## [Problem description]
What is needed is a word-for-word transcription of every record below.

Saved entries
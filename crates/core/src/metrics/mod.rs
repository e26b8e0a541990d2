//! The metric catalog.
//!
//! Every metric is described once in [`CATALOG`]: its slug, the datasets it
//! reads and its default row limit. Computations are pure functions over the
//! loaded [`Datasets`], so a metric gives the same answer against any store
//! holding the same data.

mod carts;
mod customers;
mod engine;
mod listing;
mod overview;
mod sales;

use chrono::{DateTime, Datelike, Utc};
use rust_decimal::{Decimal, RoundingStrategy};
use serde::{Serialize, Serializer};

use crate::error::{Error, Result};
use crate::store::Dataset::{self, Carts, Orders, Products, Reviews, Users};
use crate::store::Datasets;

pub use carts::{
    AbandonedProduct, AbandonmentRate, ConversionFunnel, ProductConversion, TimeToPurchase,
};
pub use customers::{
    CustomerBehavior, CustomerSpending, LoyalCustomer, MonthlyRepeat, Segment, SegmentCounts,
};
pub use engine::{Comparison, MetricsEngine, SideReport, compare};
pub use listing::{CatalogEntry, CatalogSort, EntityCounts, PriceSummary, RatedProduct};
pub use overview::{Overview, RecentOrder, RevenueLeader};
pub use sales::{Affinity, LargeOrder, MonthlyOrderValue, ProductPair, ProductSales};

/// Largest accepted `limit`.
pub const MAX_LIMIT: usize = 100;

/// Identifies a metric of the catalog.
#[derive(Debug, Clone, Copy, PartialEq, Eq, Hash, Serialize)]
#[serde(rename_all = "kebab-case")]
pub enum MetricId {
    Catalog,
    TopRated,
    TopSelling,
    RepeatCustomers,
    LoyalCustomers,
    Abandoned,
    Affinity,
    AbandonmentRate,
    Overview,
    Segmentation,
    CustomerSpending,
    PriceSummary,
    EntityCounts,
    OrderValueByMonth,
    ProductConversion,
    LargestOrders,
    ConversionFunnel,
    AvgTimeToPurchase,
}

impl MetricId {
    /// The catalog entry describing this metric.
    #[must_use]
    #[allow(clippy::indexing_slicing)] // CATALOG is in declaration order
    pub fn spec(self) -> &'static MetricSpec {
        &CATALOG[self as usize]
    }

    /// Route/CLI name.
    #[must_use]
    pub fn slug(self) -> &'static str {
        self.spec().slug
    }

    /// Look a metric up by its slug.
    ///
    /// # Errors
    ///
    /// Returns [`Error::NotFound`] for unknown slugs.
    pub fn from_slug(slug: &str) -> Result<Self> {
        CATALOG
            .iter()
            .find(|spec| spec.slug == slug)
            .map(|spec| spec.id)
            .ok_or_else(|| Error::NotFound(format!("metric {slug}")))
    }
}

impl std::fmt::Display for MetricId {
    fn fmt(&self, f: &mut std::fmt::Formatter<'_>) -> std::fmt::Result {
        f.write_str(self.slug())
    }
}

/// Declarative description of a metric.
#[derive(Debug, Clone, Copy, Serialize)]
pub struct MetricSpec {
    pub id: MetricId,
    pub slug: &'static str,
    pub title: &'static str,
    pub description: &'static str,
    /// Row limit applied when the caller gives none. `None` means the full result.
    pub default_limit: Option<usize>,
    /// Whether the metric honours `limit` at all.
    pub limited: bool,
    /// Datasets the engine loads before computing.
    pub inputs: &'static [Dataset],
}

## [Reply to the exercise]
filename crates/core/src/metrics/mod.rs
repository e26b8e0a541990d2
//! The metric catalog.
//!
//! Every metric is described once in [`CATALOG`]: its slug, the datasets it
//! reads and its default row limit. Computations are pure functions over the
//! loaded [`Datasets`], so a metric gives the same answer against any store
//! holding the same data.

mod carts;
mod customers;
mod engine;
mod listing;
mod overview;
mod sales;

use chrono::{DateTime, Datelike, Utc};
use rust_decimal::{Decimal, RoundingStrategy};
use serde::{Serialize, Serializer};

use crate::error::{Error, Result};
use crate::store::Dataset::{self, Carts, Orders, Products, Reviews, Users};
use crate::store::Datasets;

pub use carts::{
    AbandonedProduct, AbandonmentRate, ConversionFunnel, ProductConversion, TimeToPurchase,
};
pub use customers::{
    CustomerBehavior, CustomerSpending, LoyalCustomer, MonthlyRepeat, Segment, SegmentCounts,
};
pub use engine::{Comparison, MetricsEngine, SideReport, compare};
pub use listing::{CatalogEntry, CatalogSort, EntityCounts, PriceSummary, RatedProduct};
pub use overview::{Overview, RecentOrder, RevenueLeader};
pub use sales::{Affinity, LargeOrder, MonthlyOrderValue, ProductPair, ProductSales};

/// Largest accepted `limit`.
pub const MAX_LIMIT: usize = 100;

/// Identifies a metric of the catalog.
#[derive(Debug, Clone, Copy, PartialEq, Eq, Hash, Serialize)]
#[serde(rename_all = "kebab-case")]
pub enum MetricId {
    Catalog,
    TopRated,
    TopSelling,
    RepeatCustomers,
    LoyalCustomers,
    Abandoned,
    Affinity,
    AbandonmentRate,
    Overview,
    Segmentation,
    CustomerSpending,
    PriceSummary,
    EntityCounts,
    OrderValueByMonth,
    ProductConversion,
    LargestOrders,
    ConversionFunnel,
    AvgTimeToPurchase,
}

impl MetricId {
    /// The catalog entry describing this metric.
    #[must_use]
    #[allow(clippy::indexing_slicing)] // CATALOG is in declaration order
    pub fn spec(self) -> &'static MetricSpec {
        &CATALOG[self as usize]
    }

    /// Route/CLI name.
    #[must_use]
    pub fn slug(self) -> &'static str {
        self.spec().slug
    }

    /// Look a metric up by its slug.
    ///
    /// # Errors
    ///
    /// Returns [`Error::NotFound`] for unknown slugs.
    pub fn from_slug(slug: &str) -> Result<Self> {
        CATALOG
            .iter()
            .find(|spec| spec.slug == slug)
            .map(|spec| spec.id)
            .ok_or_else(|| Error::NotFound(format!("metric {slug}")))
    }
}

impl std::fmt::Display for MetricId {
    fn fmt(&self, f: &mut std::fmt::Formatter<'_>) -> std::fmt::Result {
        f.write_str(self.slug())
    }
}

/// Declarative description of a metric.
#[derive(Debug, Clone, Copy, Serialize)]
pub struct MetricSpec {
    pub id: MetricId,
    pub slug: &'static str,
    pub title: &'static str,
    pub description: &'static str,
    /// Row limit applied when the caller gives none. `None` means the full result.
    pub default_limit: Option<usize>,
    /// Whether the metric honours `limit` at all.
    pub limited: bool,
    /// Datasets the engine loads before computing.
    pub inputs: &'static [Dataset],
}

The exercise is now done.